With less than 100 days to go before the scheduled Brexit date on 29 March 2019, much of the UK’s future relationship with the EU is still unclear.
MPs won’t vote on the deal negotiated by Prime Minister Theresa May until early 2019, after the date for the vote was postponed from 11 December 2018 to the week beginning 14 January 2019.
Meanwhile, increasing attention is being given to preparing in the event of a no-deal scenario, or the possibility of a second referendum.
This makes for a difficult environment for businesses, with SME confidence hitting a seven-year low in December 2018 according to the Federation of Small Businesses (FSB).
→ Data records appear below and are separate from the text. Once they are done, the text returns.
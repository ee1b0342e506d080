//! PgStore against a live database.
//!
//! # Invariants under test
//! - `list_front_ends` returns only rows heartbeating strictly after the cutoff.
//! - `list_registrations` returns every row, including one stamped at the epoch.
//! - `count_active_content_since` and `list_active_content_since` agree and
//!   include `created_at == since`.
//! - `update_watermark` touches one row and never moves it backwards.
//!
//! DB-backed test, skipped if AR_DATABASE_URL is not set.

use ar_announce::AnnounceStore;
use ar_db::{NewFrontEnd, PgStore};
use chrono::{Duration, Utc};
use cid::multihash::Multihash;
use cid::Cid;

fn unique_cid(seed: &[u8]) -> Cid {
    let digest = Multihash::<64>::wrap(0x00, seed).unwrap();
    Cid::new_v1(0x55, digest)
}

async fn pool_or_skip() -> Option<sqlx::PgPool> {
    let url = match std::env::var(ar_db::ENV_DB_URL) {
        Ok(v) => v,
        Err(_) => {
            eprintln!("SKIP: AR_DATABASE_URL not set");
            return None;
        }
    };
    let pool = ar_db::connect(&url).await.unwrap();
    ar_db::migrate(&pool).await.unwrap();
    Some(pool)
}

#[tokio::test]
async fn migrate_is_idempotent() -> anyhow::Result<()> {
    let Some(pool) = pool_or_skip().await else {
        return Ok(());
    };
    ar_db::migrate(&pool).await?;
    let st = ar_db::status(&pool).await?;
    assert!(st.ok);
    assert!(st.has_autoretrieves_table);
    Ok(())
}

#[tokio::test]
async fn watermark_is_per_handle_and_monotonic() -> anyhow::Result<()> {
    let Some(pool) = pool_or_skip().await else {
        return Ok(());
    };
    let store = PgStore::new(pool.clone());
    let now = Utc::now();
    let base = now - Duration::hours(1);

    let a = format!("fe-{}", uuid::Uuid::new_v4());
    let b = format!("fe-{}", uuid::Uuid::new_v4());
    for handle in [&a, &b] {
        ar_db::insert_front_end(
            &pool,
            &NewFrontEnd {
                handle: handle.clone(),
                token: uuid::Uuid::new_v4().to_string(),
                private_key: String::new(),
                addresses: String::new(),
                last_connection: now,
                last_advertisement: base,
            },
        )
        .await?;
    }

    store.update_watermark(&a, now).await?;
    store.update_watermark(&a, base).await?;

    let fa = store.get_front_end(&a).await?.unwrap();
    let fb = store.get_front_end(&b).await?.unwrap();
    assert_eq!(fa.last_advertisement.timestamp_micros(), now.timestamp_micros());
    assert_eq!(fb.last_advertisement.timestamp_micros(), base.timestamp_micros());
    Ok(())
}

#[tokio::test]
async fn online_cutoff_is_strict() -> anyhow::Result<()> {
    let Some(pool) = pool_or_skip().await else {
        return Ok(());
    };
    let store = PgStore::new(pool.clone());
    let cutoff = Utc::now() + Duration::days(365);

    let handle = format!("fe-{}", uuid::Uuid::new_v4());
    let token = uuid::Uuid::new_v4().to_string();
    ar_db::insert_front_end(
        &pool,
        &NewFrontEnd {
            handle: handle.clone(),
            token: token.clone(),
            private_key: String::new(),
            addresses: String::new(),
            last_connection: cutoff,
            last_advertisement: cutoff,
        },
    )
    .await?;

    let online = store.list_front_ends(cutoff).await?;
    assert!(online.iter().all(|fe| fe.handle != handle));

    assert!(ar_db::record_heartbeat(&pool, &token, "", cutoff + Duration::seconds(1)).await?);
    let online = store.list_front_ends(cutoff).await?;
    assert!(online.iter().any(|fe| fe.handle == handle));
    Ok(())
}

#[tokio::test]
async fn registrations_include_rows_at_the_epoch() -> anyhow::Result<()> {
    let Some(pool) = pool_or_skip().await else {
        return Ok(());
    };
    let store = PgStore::new(pool.clone());
    let epoch = chrono::DateTime::<Utc>::from(std::time::UNIX_EPOCH);

    let handle = format!("fe-{}", uuid::Uuid::new_v4());
    ar_db::insert_front_end(
        &pool,
        &NewFrontEnd {
            handle: handle.clone(),
            token: uuid::Uuid::new_v4().to_string(),
            private_key: String::new(),
            addresses: String::new(),
            last_connection: epoch,
            last_advertisement: epoch,
        },
    )
    .await?;

    let online = store.list_front_ends(epoch).await?;
    assert!(online.iter().all(|fe| fe.handle != handle));
    let all = store.list_registrations().await?;
    assert!(all.iter().any(|fe| fe.handle == handle));
    Ok(())
}

#[tokio::test]
async fn delta_count_and_list_agree() -> anyhow::Result<()> {
    let Some(pool) = pool_or_skip().await else {
        return Ok(());
    };
    let store = PgStore::new(pool.clone());
    // Far future so rows from other tests never fall inside the window.
    let since = Utc::now() + Duration::days(3650) + Duration::seconds(rand_secs());

    let tag = uuid::Uuid::new_v4();
    let at_boundary = unique_cid(format!("{tag}-a").as_bytes());
    let later = unique_cid(format!("{tag}-b").as_bytes());
    let inactive = unique_cid(format!("{tag}-c").as_bytes());
    ar_db::insert_content(&pool, &at_boundary, true, since).await?;
    ar_db::insert_content(&pool, &later, true, since + Duration::seconds(1)).await?;
    let off = ar_db::insert_content(&pool, &inactive, true, since).await?;
    ar_db::set_content_active(&pool, off, false).await?;

    let listed = store.list_active_content_since(since).await?;
    let cids: Vec<Cid> = listed.iter().map(|r| r.cid).collect();
    assert!(cids.contains(&at_boundary));
    assert!(cids.contains(&later));
    assert!(!cids.contains(&inactive));
    assert_eq!(store.count_active_content_since(since).await?, listed.len() as i64);
    Ok(())
}

fn rand_secs() -> i64 {
    (uuid::Uuid::new_v4().as_u128() % 86_400) as i64
}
Mike Cherry, chairman of the FSB, said political uncertainty has made planning ahead “impossible” for many firms, with 43% expecting their performance to worsen over the next three months.
It’s hard to say with any certainty what the next few years will bring for businesses, but we’ve put together some recent studies and statistics to suggest how Brexit could affect your business and those you employ.
Changes in the labour market
Since the referendum, we’ve already seen some significant changes to the number of EU nationals living and working in the UK.
Data from the Office for National Statistics shows there were 132,000 fewer EU nationals working in the UK between July and September 2018 than the same 2017 – the largest fall since records began in 1997.
Research by the Institute for Fiscal Studies suggests this trend could continue after Brexit, although the decline in EU workers would be balanced slightly by an increase in non-EU workers.
However, this would still mean skilled migration would drop by about 60,000 – equal to about 0.2% of the full-time workforce in the UK.
Impact on recruitment
Problems with recruitment have already been reported by many employers, with high employment rates creating a competitive labour market.
According to the Chartered Institute of Personnel and Development (CIPD), 44% employers have reported that it’s become more difficult to fill vacancies at their organisation in the past 12 months.
If the number of skilled workers in the UK falls as predicted, this could put further pressure on those employers who are already struggling to recruit.
How businesses are preparing
Businesses are faced with the challenge of making plans for several different scenarios, including leaving the EU under the proposed deal, and leaving without a deal in place.
According to the Confederation of British Industry, one business in five has already started putting contingency plans in place for a no-deal Brexit.
Some of these plans include cutting jobs, adjusting supply chains outside the UK, stockpiling goods and relocating operations overseas.
However, smaller businesses are less likely to have started planning, with only 31% of microfirms having completed a Brexit risk assessment, compared to 76% of larger firms.
Businesses can prepare by thinking about how many EU individuals you employ, how much business you conduct in Europe, and how your business model be affected by Brexit.
Other important considerations include the potential impacts on your suppliers and your supply chain, and identifying any vulnerable areas.